A look at which vaginal changes you can credit to breastfeeding
Breastfeeding can be complicated. It can run the gambit of being an effortless experience to the most painful, frustrating and stressful adjustment. The reality of breastfeeding, combined with the pressure to do so long term, can add stress to an already volatile time, which is why having the lo-down on how vaginas change is important. It’s one less thing that’ll catch you by surprise.
After giving birth a woman’s estrogen and progesterone levels plummet, similar to the way they shift during menopause. The drastic change in hormone levels can lead to atrophic vaginitis, which includes inflammation of the vagina, as well as soreness, itching and dryness. The condition can persist for as long as a woman breastfeeds because throughout this time estrogen levels will remain relatively low — high estrogen levels would inhibit milk production.
Rachel had atrophic vaginitis while breastfeeding her daughter, and sex was so painful that it soon became out of the question. “I’m not a huge sex person, so for me to complain that sex hurt and was hurting my relationship was a big deal. I started local hormone therapy for the dryness because I was so uncomfortable, but I wasn’t warned that this could happen. I was kind of dismissed, like, that’s the way it is.”
In an article for MedScape, midwives Amy Palmer and Frances Likis describe lactational atrophic vaginitis in women who are nursing as “probably under-recognized” by physicians. Palmer cites lack of awareness as a reason why physicians fail to warn women of lactational atrophic vaginitis.

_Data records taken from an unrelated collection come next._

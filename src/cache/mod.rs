//! In-process caches shared by the ingestion pipeline.

pub mod block_time;

pub use block_time::BlockTimeCache;
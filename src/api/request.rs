use serde::Deserialize;
use serde_json::{Map, Value};

use crate::db::query::{Filter, QueryParams};
use crate::validation::ValidationError;

/// List arguments as external readers send them, e.g.
/// `{"first": 10, "skip": 0, "orderBy": "blockNumber", "orderDirection": "desc",
///   "where": {"currency": "etn", "blockNumber_gte": 100}}`.
#[derive(Debug, Clone, Default, Deserialize)]
#[serde(rename_all = "camelCase")]
pub struct ListRequest {
    pub first: Option<i64>,
    pub skip: Option<i64>,
    pub order_by: Option<String>,
    pub order_direction: Option<String>,
    #[serde(rename = "where")]
    pub filter: Option<Map<String, Value>>,
}

impl TryFrom<ListRequest> for QueryParams {
    type Error = ValidationError;

    fn try_from(request: ListRequest) -> Result<Self, Self::Error> {
        let mut params = QueryParams::new();

        if let Some(filter) = &request.filter {
            params = params.filter(Filter::from_json(filter)?);
        }

        params.order_by = request.order_by;
        if let Some(direction) = request.order_direction.as_deref() {
            params = params.direction(direction.parse()?);
        }

        if let Some(first) = request.first {
            params = params.limit(first);
        }
        if let Some(skip) = request.skip {
            params = params.offset(skip);
        }

        Ok(params)
    }
}
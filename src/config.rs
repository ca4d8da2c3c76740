// Configuration is read from the environment (optionally seeded from a .env file):
// - global polling, chunking, rpc and storage settings
// - one block of settings per chain listed in CHAINS, prefixed with the chain name

use alloy::primitives::{address, Address};
use dotenv::dotenv;
use std::env;
use std::path::PathBuf;
use std::time::Duration;
use thiserror::Error;
use url::Url;

use crate::validation::{validate_address, ValidationError};

/// Canonical Multicall3 deployment, identical on most EVM chains.
pub const DEFAULT_MULTICALL3: Address = address!("cA11bde05977b3631167028862bE2a173976CA11");

#[derive(Error, Debug)]
pub enum ConfigError {
    #[error("missing required setting: {0}")]
    Missing(String),

    #[error("invalid value for {key}: {value}")]
    Invalid { key: String, value: String },

    #[error(transparent)]
    Validation(#[from] ValidationError),

    #[error("no chains configured (set CHAINS)")]
    NoChains,
}

#[derive(Debug, Clone)]
pub struct ChainConfig {
    pub name: String,
    pub rpc_url: Url,
    pub chain_id: u64,
    pub instance_registry: Address,
    pub router: Address,
    pub relayer_registry: Address,
    pub echoer: Address,
    pub governance: Address,
    pub multicall: Address,
    /// Last block treated as already processed on first run; scanning starts right after it.
    pub start_block: u64,
    pub native_currency: String,
    pub confirmations: u64,
    pub database_url: String,
}

#[derive(Debug, Clone)]
pub struct Config {
    pub chains: Vec<ChainConfig>,
    pub poll_interval: Duration,
    pub chunk_size: u64,
    pub rpc_timeout_secs: u64,
    pub rpc_max_retries: usize,
    pub rpc_rate_limit: Option<u32>,
    pub block_time_cache_capacity: u64,
    pub db_max_connections: u32,
    /// Directory holding the default per-chain database files.
    pub data_dir: PathBuf,
}

impl Config {
    pub fn from_env() -> Result<Self, ConfigError> {
        dotenv().ok();
        Self::from_lookup(|key| env::var(key).ok())
    }

    /// Builds the configuration from an arbitrary key lookup.
    pub fn from_lookup<F>(lookup: F) -> Result<Self, ConfigError>
    where
        F: Fn(&str) -> Option<String>,
    {
        let poll_interval = Duration::from_secs(parse_or(&lookup, "POLL_INTERVAL_SECS", 30)?);
        let chunk_size: u64 = parse_or(&lookup, "CHUNK_SIZE", 1000)?;
        if chunk_size == 0 {
            return Err(ConfigError::Invalid {
                key: "CHUNK_SIZE".to_string(),
                value: "0".to_string(),
            });
        }
        let rpc_timeout_secs = parse_or(&lookup, "RPC_TIMEOUT_SECS", 30)?;
        let rpc_max_retries = parse_or(&lookup, "RPC_MAX_RETRIES", 3)?;
        let rpc_rate_limit = match lookup("RPC_RATE_LIMIT") {
            Some(v) if !v.trim().is_empty() => Some(parse_value("RPC_RATE_LIMIT", &v)?),
            _ => None,
        };
        let block_time_cache_capacity = parse_or(&lookup, "BLOCK_TIME_CACHE_CAPACITY", 10_000)?;
        let db_max_connections = parse_or(&lookup, "DB_MAX_CONNECTIONS", 5)?;
        let data_dir = lookup("DATA_DIR").unwrap_or_else(|| "data".to_string());

        let names: Vec<String> = lookup("CHAINS")
            .unwrap_or_default()
            .split(',')
            .map(|name| name.trim().to_string())
            .filter(|name| !name.is_empty())
            .collect();
        if names.is_empty() {
            return Err(ConfigError::NoChains);
        }

        let chains = names
            .iter()
            .map(|name| ChainConfig::from_lookup(name, &data_dir, &lookup))
            .collect::<Result<Vec<_>, _>>()?;

        Ok(Self {
            chains,
            poll_interval,
            chunk_size,
            rpc_timeout_secs,
            rpc_max_retries,
            rpc_rate_limit,
            block_time_cache_capacity,
            db_max_connections,
            data_dir: PathBuf::from(data_dir),
        })
    }

    pub fn chain(&self, name: &str) -> Option<&ChainConfig> {
        self.chains.iter().find(|chain| chain.name == name)
    }
}

impl ChainConfig {
    fn from_lookup<F>(name: &str, data_dir: &str, lookup: &F) -> Result<Self, ConfigError>
    where
        F: Fn(&str) -> Option<String>,
    {
        let prefix = name.to_uppercase().replace('-', "_");
        let key = |suffix: &str| format!("{prefix}_{suffix}");
        let required = |suffix: &str| {
            let k = key(suffix);
            lookup(&k).ok_or(ConfigError::Missing(k))
        };
        let contract = |suffix: &str| -> Result<Address, ConfigError> {
            let k = key(suffix);
            let value = lookup(&k).ok_or_else(|| ConfigError::Missing(k.clone()))?;
            Ok(validate_address(&k, &value)?)
        };

        let rpc_url_raw = required("RPC_URL")?;
        let rpc_url = Url::parse(&rpc_url_raw).map_err(|_| ConfigError::Invalid {
            key: key("RPC_URL"),
            value: rpc_url_raw.clone(),
        })?;
        let chain_id = parse_value(&key("CHAIN_ID"), &required("CHAIN_ID")?)?;

        let multicall = match lookup(&key("MULTICALL3_ADDRESS")) {
            Some(value) => validate_address(&key("MULTICALL3_ADDRESS"), &value)?,
            None => DEFAULT_MULTICALL3,
        };

        Ok(Self {
            name: name.to_string(),
            rpc_url,
            chain_id,
            instance_registry: contract("INSTANCE_REGISTRY_ADDRESS")?,
            router: contract("ROUTER_ADDRESS")?,
            relayer_registry: contract("RELAYER_REGISTRY_ADDRESS")?,
            echoer: contract("ECHOER_ADDRESS")?,
            governance: contract("GOVERNANCE_ADDRESS")?,
            multicall,
            start_block: parse_or(lookup, &key("FROM_BLOCK"), 0)?,
            native_currency: lookup(&key("NATIVE_CURRENCY")).unwrap_or_else(|| name.to_lowercase()),
            confirmations: parse_or(lookup, &key("CONFIRMATIONS"), 0)?,
            database_url: lookup(&key("DATABASE_URL"))
                .unwrap_or_else(|| format!("sqlite:{data_dir}/{name}.db")),
        })
    }
}

fn parse_or<F, T>(lookup: &F, key: &str, default: T) -> Result<T, ConfigError>
where
    F: Fn(&str) -> Option<String>,
    T: std::str::FromStr,
{
    match lookup(key) {
        Some(value) => parse_value(key, &value),
        None => Ok(default),
    }
}

fn parse_value<T: std::str::FromStr>(key: &str, value: &str) -> Result<T, ConfigError> {
    value.trim().parse().map_err(|_| ConfigError::Invalid {
        key: key.to_string(),
        value: value.to_string(),
    })
}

In addition to having pain during sex, women who are nursing may lose their interest in sex, altogether. The lack of interest may be because breastfeeding suppresses hormones (prolactin and testosterone) which impact libido. If you are interested in sex while you’re breastfeeding and you’re also experiencing vaginal dryness, Dr. Candace Howe, an OB-GYN in California, recommends both low dose vaginal supplements (which won’t impact breastfeeding) and Aquaphor, an ointment for healing dry and cracked skin.
Lactational atrophic vaginitis is just one of many on a list of ways breastfeeding could be impacting your vagina.
Lochia, for instance, is a bloody discharge experienced right after you give birth and can continue while breastfeeding. The changes in discharge colors can also mean distinct things — brown or pink discharge indicates a woman’s period returning in a different fashion, while white discharge indicates ovulation and serves as a reminder that it is possible to get pregnant while breastfeeding.
Breastfeeding can also impact how your vagina smells. Lower estrogen levels at this time mean that your vaginal walls are thinner and less acidic, which allows for odor. Topical estrogen can help, but you should decide with your doctor if that’s the best route for you, since the topical estrogen could potentially make its way into your bloodstream and affect lactation.